Sunday, October 5, 2008

Turkey slams Iraqi Kurds after rebel attack kills 15 soldiers

The Turkish military Sunday accused Iraqi Kurds of aiding Turkish Kurdish rebels holed up in their autonomous enclave in northern Iraq after the militants killed at least 15 soldiers in a daytime attack near the border.

The charge came from the deputy chief of the army as top government and military officials joined thousands of mourners across the country for the funerals of the soldiers slain in Friday's attack by Kurdistan Workers' Party (PKK) rebels on a military outpost in the mountainous southeast.

"We have no support at all from the northern Iraqi administration (against the rebels). Let aside any support, they are providing (the rebels with) infrastructural capabilities such as hospitals and roads," General Hasan Igsiz told a press conference here.

"Our expectation is that (the PKK) be acknowledged as a terrorist organisation there and that support for the rebels be eliminated," he said.

Ankara charges that thousands of PKK rebels easily obtain weapons and explosives in northern Iraq for attacks on Turkish targets across the border.

Iraqi authorities have repeatedly pledged to curb the PKK, but say that the group's hideouts in mountainous regions are difficult to access.

"There are measures to be taken against the (PKK) hideouts. We are expecting positive action on the ground," Prime Minister Recep Tayyip Erdogan said as he joined an estimated crowd of 2,000 in Armutlu, a village near Ankara, to lay one of the soldiers to rest.

Senior officials will meet Thursday to discuss further measures against the rebels, Erdogan added after the funeral where mourners shouted anti-PKK slogans.

"The martyrs are immortal, the motherland is indivisible," the crowd chanted as soldiers carried the coffin, wrapped in a Turkish flag, on their shoulders.

Television stations estimated that about 10,000 people attended the funerals held in 13 provinces.

In southeastern Turkey, the army moved soldiers and equipment to border regions while helicopters flew reconnaissance flights over routes used by the PKK and soldiers positioned howitzers in the mountains, Anatolia news agency reported.

In the bloodiest fighting this year, PKK rebels attacked the outpost, located in a deep valley surrounded by rugged mountains in the border province of Hakkari, Friday afternoon under cover of heavy weapons fire from neighbouring northern Iraq, killing 15 soldiers.

Twenty-three rebels were killed in the ensuing fighting lasting late into the night during which Turkish forces responded with artillery fire and attack helicopters pounded rebel positions.

Igsiz said two other soldiers still remained unaccounted for and a search was underway, but added that the army believed them to have been killed.

"If they had been captured (by the rebels), we would have seen some signs," Igsiz said.

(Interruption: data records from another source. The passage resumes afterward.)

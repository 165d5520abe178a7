use axum::extract::{Path, State};
use tracing::instrument;

use crate::state::AppState;
use crate::utils::errors::AppError;
use crate::utils::response::ApiResponse;
use crate::validator::ValidatedJson;

use super::model::RegisterLecturersRequest;
use super::service::LecturerService;

#[utoipa::path(
    post,
    path = "/admin/lecturers",
    request_body = RegisterLecturersRequest,
    responses(
        (status = 200, description = "Batch registered; initial passwords returned once", body = ApiResponse),
        (status = 400, description = "Validation failure; nothing was written", body = ApiResponse),
        (status = 401, description = "Caller is not an admin", body = ApiResponse)
    ),
    tag = "Admin",
    security(("bearer_auth" = []))
)]
#[instrument(skip_all)]
pub async fn register_lecturers(
    State(state): State<AppState>,
    ValidatedJson(dto): ValidatedJson<RegisterLecturersRequest>,
) -> Result<ApiResponse, AppError> {
    let lecturers = match dto.lecturers {
        Some(lecturers) if !lecturers.is_empty() => lecturers,
        _ => return Err(AppError::bad_request("Invalid body param!")),
    };

    let data = LecturerService::register_lecturers(state.store.as_ref(), lecturers).await?;
    Ok(ApiResponse::success("successful", data))
}

#[utoipa::path(
    get,
    path = "/admin/lecturers",
    responses(
        (status = 200, description = "Lecturer list, password hashes stripped", body = ApiResponse),
        (status = 401, description = "Caller is not an admin", body = ApiResponse)
    ),
    tag = "Admin",
    security(("bearer_auth" = []))
)]
#[instrument(skip_all)]
pub async fn get_lecturers(State(state): State<AppState>) -> Result<ApiResponse, AppError> {
    let data = LecturerService::list_lecturers(state.store.as_ref()).await?;
    Ok(ApiResponse::success("successful", data))
}

#[utoipa::path(
    get,
    path = "/admin/lecturers/{id}",
    params(("id" = String, Path, description = "Lecturer id")),
    responses(
        (status = 200, description = "Lecturer record", body = ApiResponse),
        (status = 400, description = "Unknown lecturer id", body = ApiResponse),
        (status = 401, description = "Caller is not an admin", body = ApiResponse)
    ),
    tag = "Admin",
    security(("bearer_auth" = []))
)]
#[instrument(skip_all)]
pub async fn get_lecturer(
    State(state): State<AppState>,
    Path(id): Path<String>,
) -> Result<ApiResponse, AppError> {
    let data = LecturerService::get_lecturer(state.store.as_ref(), &id).await?;
    Ok(ApiResponse::success("successful", data))
}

After an initial air strike on Friday against a group of rebels inside Iraq, about 10 kilometers (six miles) from the attacked station, fighter jets struck at rebels fleeing after attacking the outpost in a second cross-border strike Saturday, the army said in statement Sunday.

"The planes returned safely to base after successfully completing their mission," it said, without further details.

The PKK said in a statement carried by an agency close to the rebels that they had killed 62 soldiers and wounded more than 30 others in Friday's attack. It put its own losses at nine rebels.

Friday's attack came just days before the Turkish parliament was set to vote on extending by one year the government's mandate to order military strikes against PKK bases in northern Iraq.

Under a one-year parliamentary authorisation voted last October, the army has carried out several air strikes and a week-long ground incursion against PKK targets, using intelligence passed on by NATO ally Washington.

The current authorisation expires October 17.

The PKK -- considered a terrorist organisation by Turkey, the United States and the European Union -- took up arms for Kurdish self-rule in the southeast in 1984, sparking a conflict that has claimed some 44,000 lives.